Background: The randomized, double-blind OlympiA trial compared 1 year of the oral poly(adenosine diphosphate-ribose) polymerase inhibitor, olaparib, to matching placebo as adjuvant therapy for patients with pathogenic or likely pathogenic variants in germline BRCA1 or BRCA2 (gBRCA1/2pv) and high-risk, human epidermal growth factor receptor 2-negative, early breast cancer (EBC). The first pre-specified interim analysis (IA) previously demonstrated statistically significant improvement in invasive disease-free survival (IDFS) and distant disease-free survival (DDFS). The olaparib group had fewer deaths than the placebo group, but the difference did not reach statistical significance for overall survival (OS). We now report the pre-specified second IA of OS with updates of IDFS, DDFS, and safety. Patients and methods: One thousand eight hundred and thirty-six patients were randomly assigned to olaparib or placebo following (neo)adjuvant chemotherapy, surgery, and radiation therapy if indicated. Endocrine therapy was given concurrently with study medication for hormone receptor-positive cancers. Statistical significance for OS at this IA required P < 0.015. Results: With a median follow-up of 3.5 years, the second IA of OS demonstrated significant improvement in the olaparib group relative to the placebo group [hazard ratio 0.68; 98.5% confidence interval (CI) 0.47-0.97; P = 0.009]. Four-year OS was 89.8% in the olaparib group and 86.4% in the placebo group (Δ 3.4%, 95% CI −0.1% to 6.8%). Four-year IDFS for the olaparib group versus placebo group was 82.7% versus 75.4% (Δ 7.3%, 95% CI 3.0% to 11.5%) and 4-year DDFS was 86.5% versus 79.1% (Δ 7.4%, 95% CI 3.6% to 11.3%), respectively. Subset analyses for OS, IDFS, and DDFS demonstrated benefit across major subgroups. No new safety signals were identified including no new cases of acute myeloid leukemia or myelodysplastic syndrome.

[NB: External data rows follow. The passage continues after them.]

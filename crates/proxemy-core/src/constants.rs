//! Simulation constants and tuning parameters.

use std::f64::consts::PI;

/// Default simulation tick rate (Hz).
pub const TICK_RATE: u32 = 60;

/// Seconds per tick at the default rate.
pub const DT: f64 = 1.0 / TICK_RATE as f64;

// --- Player ship ---

/// Collision box of the player ship (length, height, width).
pub const SHIP_BOX_SIZE: [f64; 3] = [32.0, 4.0, 8.0];
/// Angular speed on the sphere per unit of control input (rad/s).
pub const SHIP_ANGULAR_SPEED: f64 = 0.75;
/// Cannon mount on the ship frame (right, up).
pub const SHIP_CANNON_OFFSET: [f64; 2] = [0.0, 7.5];
pub const SHIP_PATTERN_PERIOD: f64 = 0.2;
pub const SHIP_BULLET_SPEED: f64 = 350.0;

// --- Cannon ---

/// Barrel length; shots leave from the muzzle.
pub const CANNON_LENGTH: f64 = 20.0;
pub const VESSEL_CANNON_LENGTH: f64 = 10.0;

// --- Projectiles ---

pub const BULLET_BOX_SIZE: [f64; 3] = [1.0, 1.0, 4.0];
/// Seconds before a bullet expires on its own.
pub const BULLET_LIFESPAN: f64 = 0.5;
pub const BULLET_POWER: f64 = 1.0;

// --- AI vessels ---

/// Seconds between two detection passes.
pub const VESSEL_DETECTION_PERIOD: f64 = 0.5;
/// Seconds between two follow-slot changes while aiming.
pub const VESSEL_FOLLOW_CHANGE_PERIOD: f64 = 3.0;
pub const VESSEL_ANGULAR_TOLERANCE: f64 = PI / 6.0;
pub const VESSEL_BASE_SPEED: f64 = 60.0;
/// Speed factor applied while aiming.
pub const VESSEL_AIM_SPEED_FACTOR: f64 = 2.0;
/// Below this follow intensity a chasing vessel starts aiming.
pub const VESSEL_AIM_THRESHOLD: f64 = 0.3;
pub const VESSEL_SHOOT_INTERVAL: f64 = 0.2;
pub const VESSEL_BULLET_SPEED: f64 = 200.0;
pub const VESSEL_BOX_SIZE: [f64; 3] = [10.0, 10.0, 10.0];
/// Lateral/vertical offsets a vessel may hold relative to its target.
pub const VESSEL_FOLLOW_SLOTS: [[f64; 2]; 6] = [
    [0.0, 0.0],
    [50.0, 0.0],
    [0.0, 50.0],
    [-50.0, 0.0],
    [-50.0, 50.0],
    [50.0, 50.0],
];

// --- Steering ---

/// Follow intensity is 0 below this distance to the follow point.
pub const FOLLOW_MIN_DISTANCE: f64 = 20.0;
/// Follow intensity reaches 1 at this distance.
pub const FOLLOW_REF_DISTANCE: f64 = 40.0;
/// Distance ahead of the target the follow point is placed.
pub const FOLLOW_LEAD_DISTANCE: f64 = 60.0;
pub const FOLLOW_WEIGHT: f64 = 1.0;
pub const STAY_VISIBLE_WEIGHT: f64 = 0.5;
/// Repulsion band measured from the boss surface.
pub const AVOID_BOSS_MIN_DISTANCE: f64 = 10.0;
pub const AVOID_BOSS_MAX_DISTANCE: f64 = 30.0;
/// Repulsion band between vessel centres.
pub const AVOID_VESSEL_MIN_DISTANCE: f64 = 5.0;
pub const AVOID_VESSEL_MAX_DISTANCE: f64 = 20.0;

// --- Boss ---

pub const BOSS_RADIUS: f64 = 40.0;
pub const MODULE_LIFE: f64 = 100.0;
pub const MODULE_WEAPON_COUNT: usize = 4;
/// Seconds before a destroyed turret is replaced.
pub const WEAPON_REVIVE_TIMEOUT: f64 = 20.0;
/// Score added per hit on the boss.
pub const BOSS_HIT_POINTS: u32 = 1;
/// Damage dealt to every surviving vessel when the boss dies.
pub const LETHAL_DAMAGE: f64 = 30_000.0;

// --- Gatling turret ---

pub const GATLING_RADIUS: f64 = 10.0;
pub const GATLING_LIFE: f64 = 20.0;
pub const GATLING_SHOOT_PERIOD: f64 = 0.1;
pub const GATLING_BULLET_SPEED: f64 = 350.0;
/// Maximum angular deviation of a gatling bullet (rad).
pub const GATLING_SPREAD: f64 = 0.1;
/// Seconds between fire-mode coin flips while idle.
pub const GATLING_IDLE_SWITCH_PERIOD: f64 = 1.5;
/// Seconds between fire-mode coin flips while shooting.
pub const GATLING_SHOOTING_SWITCH_PERIOD: f64 = 0.5;

// --- Camera ---

/// Viewpoint placement in the ship frame.
pub const CAMERA_OFFSET_UP: f64 = 40.0;
pub const CAMERA_OFFSET_BACK: f64 = 45.0;
/// Half of the vertical field of view (rad).
pub const CAMERA_HALF_FOV: f64 = PI / 4.0;
pub const CAMERA_FAR: f64 = 1000.0;
//! Spatial frame shared by every world object.
//!
//! `Spatial` owns an entity's transform together with its optional
//! collision body. Every mutator forwards the new position or orientation
//! to the body, so the body never lags behind the entity.

use glam::{DMat3, DQuat, DVec3};

use proxemy_collision::CollisionBody;

use crate::types::{gl_to_spherical, SphericalVector};

#[derive(Debug, Clone)]
pub struct Spatial {
    position: DVec3,
    orientation: DQuat,
    /// Inward surface normal for objects moving on the sphere.
    forward: DVec3,
    up: DVec3,
    right: DVec3,
    body: Option<CollisionBody>,
}

impl Default for Spatial {
    fn default() -> Self {
        Self::new(DVec3::ZERO)
    }
}

impl Spatial {
    pub fn new(position: DVec3) -> Self {
        Self {
            position,
            orientation: DQuat::IDENTITY,
            forward: DVec3::NEG_X,
            up: DVec3::Y,
            right: DVec3::NEG_X.cross(DVec3::Y),
            body: None,
        }
    }

    /// Attach a body; it is moved onto the current transform.
    pub fn with_body(mut self, mut body: CollisionBody) -> Self {
        body.set_position(self.position);
        body.set_orientation(self.orientation);
        self.body = Some(body);
        self
    }

    pub fn with_forward(mut self, forward: DVec3) -> Self {
        self.set_forward(forward);
        self
    }

    pub fn position(&self) -> DVec3 {
        self.position
    }

    pub fn orientation(&self) -> DQuat {
        self.orientation
    }

    pub fn forward(&self) -> DVec3 {
        self.forward
    }

    pub fn up(&self) -> DVec3 {
        self.up
    }

    pub fn right(&self) -> DVec3 {
        self.right
    }

    pub fn body(&self) -> Option<&CollisionBody> {
        self.body.as_ref()
    }

    /// Refresh the body's derived geometry.
    pub fn refresh_body(&mut self) -> Option<&CollisionBody> {
        if let Some(body) = &mut self.body {
            body.ensure_not_dirty();
        }
        self.body.as_ref()
    }

    pub fn set_position(&mut self, position: DVec3) {
        self.position = position;
        if let Some(body) = &mut self.body {
            body.set_position(position);
        }
    }

    pub fn translate(&mut self, delta: DVec3) {
        self.set_position(self.position + delta);
    }

    pub fn set_orientation(&mut self, orientation: DQuat) {
        self.orientation = orientation;
        if let Some(body) = &mut self.body {
            body.set_orientation(orientation);
        }
    }

    pub fn set_forward(&mut self, forward: DVec3) {
        self.forward = forward;
    }

    pub fn set_up(&mut self, up: DVec3) {
        self.up = up;
    }

    pub fn set_right(&mut self, right: DVec3) {
        self.right = right;
    }

    /// Point local +Z at `target`, using the current up vector as the roll hint.
    pub fn look_at(&mut self, target: DVec3) {
        if let Some(orientation) = look_rotation(target - self.position, self.up) {
            self.set_orientation(orientation);
        }
    }
}

/// Rotation whose +Z axis points along `direction`, with +Y as close to `up` as possible.
pub fn look_rotation(direction: DVec3, up: DVec3) -> Option<DQuat> {
    let z = direction.try_normalize()?;
    let x = up
        .cross(z)
        .try_normalize()
        .unwrap_or_else(|| z.any_orthonormal_vector());
    let y = z.cross(x);
    Some(DQuat::from_mat3(&DMat3::from_cols(x, y, z)))
}

/// Movement constrained to the surface of a sphere centred on the origin.
pub trait SphereMover {
    fn spatial(&self) -> &Spatial;
    fn spatial_mut(&mut self) -> &mut Spatial;

    /// Rotate the object across the sphere by `dtheta` around its up axis
    /// and `dphi` around its right axis, keeping its distance to the centre.
    ///
    /// The frame is rebuilt from the position first: forward becomes the
    /// inward normal and up is projected onto the tangent plane. The
    /// rotated frame then yields the new up, forward, right and position.
    fn move_on_sphere(&mut self, dtheta: f64, dphi: f64) {
        let spatial = self.spatial_mut();
        let radius = spatial.position.length();
        let Some(forward) = (-spatial.position).try_normalize() else {
            return;
        };
        let up = (spatial.up - forward * spatial.up.dot(forward))
            .try_normalize()
            .unwrap_or_else(|| forward.any_orthonormal_vector());
        let right = forward.cross(up);

        let basis = DMat3::from_cols(forward, up, right);
        let rotation = basis * DMat3::from_rotation_y(dtheta) * DMat3::from_rotation_z(dphi);

        let new_forward = rotation * DVec3::X;
        let new_up = rotation * DVec3::Y;
        spatial.forward = new_forward;
        spatial.up = new_up;
        spatial.right = new_forward.cross(new_up);
        spatial.set_position(-new_forward * radius);
    }

    fn spherical_position(&self) -> SphericalVector {
        gl_to_spherical(self.spatial().position)
    }
}

impl SphereMover for Spatial {
    fn spatial(&self) -> &Spatial {
        self
    }

    fn spatial_mut(&mut self) -> &mut Spatial {
        self
    }
}
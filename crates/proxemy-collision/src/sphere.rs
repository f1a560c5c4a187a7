//! Sphere body.

use glam::DVec3;

use crate::aabb::Aabb;
use crate::oriented_box::OrientedBox;

/// A sphere with a mirrored bounding box for rejection tests.
#[derive(Debug, Clone)]
pub struct Sphere {
    position: DVec3,
    radius: f64,
    bounds: Aabb,
    dirty: bool,
}

impl Sphere {
    pub fn new(position: DVec3, radius: f64) -> Self {
        Self {
            position,
            radius,
            bounds: Aabb::default(),
            dirty: true,
        }
    }

    pub fn position(&self) -> DVec3 {
        self.position
    }

    pub fn radius(&self) -> f64 {
        self.radius
    }

    pub fn is_dirty(&self) -> bool {
        self.dirty
    }

    pub fn set_position(&mut self, position: DVec3) {
        self.position = position;
        self.dirty = true;
    }

    pub fn set_radius(&mut self, radius: f64) {
        self.radius = radius;
        self.dirty = true;
    }

    pub fn ensure_not_dirty(&mut self) {
        if self.dirty {
            self.bounds = Aabb::from_center_radius(self.position, self.radius);
            self.dirty = false;
        }
    }

    pub fn bounding_box(&mut self) -> Aabb {
        self.ensure_not_dirty();
        self.bounds
    }

    pub(crate) fn current_bounds(&self) -> Aabb {
        if self.dirty {
            Aabb::from_center_radius(self.position, self.radius)
        } else {
            self.bounds
        }
    }

    pub fn intersects(&self, other: &Sphere) -> bool {
        self.position.distance(other.position) <= self.radius + other.radius
    }

    /// Clamp the centre into the box's local frame, then compare the clamped
    /// point's distance against the radius.
    pub fn intersects_box(&self, other: &OrientedBox) -> bool {
        if !self.current_bounds().intersects(&other.current_bounds()) {
            return false;
        }
        let local = other.orientation().inverse() * (self.position - other.position());
        let half = other.half_extents();
        let clamped = local.clamp(-half, half);
        local.distance_squared(clamped) <= self.radius * self.radius
    }

    /// Distance along a unit ray to the sphere surface. Zero when the origin is inside.
    pub fn ray_distance(&self, origin: DVec3, direction: DVec3) -> Option<f64> {
        let offset = origin - self.position;
        let c = offset.length_squared() - self.radius * self.radius;
        if c <= 0.0 {
            return Some(0.0);
        }
        let b = offset.dot(direction);
        if b > 0.0 {
            return None;
        }
        let discriminant = b * b - c;
        if discriminant < 0.0 {
            return None;
        }
        Some(-b - discriminant.sqrt())
    }
}
//! Per-kind update functions and the snapshot builder.
//!
//! Update systems take `&mut World` and the entity to advance. They do not
//! own state; everything they touch lives in components.

pub mod boss;
pub mod projectile;
pub mod ship;
pub mod snapshot;
pub mod vessel;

Conclusion: With 3.5 years of median follow-up, OlympiA demonstrates statistically significant improvement in OS with adjuvant olaparib compared with placebo for gBRCA1/2pv-associated EBC and maintained improvements in the previously reported, statistically significant endpoints of IDFS and DDFS with no new safety signals.

Original language	English
Pages (from-to)	1250-1268
Number of pages	19
Journal	Annals of Oncology
Volume	33
Issue number	12
DOIs	https://doi.org/10.1016/j.annonc.2022.09.159
Publication status	Published - 1 Dec 2022
Externally published	Yes

Bibliographical note

Funding
Funding for this work, which was conducted as a collaborative partnership among the Breast International Group, NRG Oncology, Frontier Science, AstraZeneca, and Merck Sharp & Dohme LLC, a subsidiary of Merck & Co., Inc., Rahway, NJ, U.S.A. (MSD), was provided by the National Institutes of Health (grant numbers: U10CA 180868, UG1CA 189867, and U10CA 180822) and by AstraZeneca as part of an alliance between AstraZeneca and MSD. Provision of olaparib and placebo was from AstraZeneca.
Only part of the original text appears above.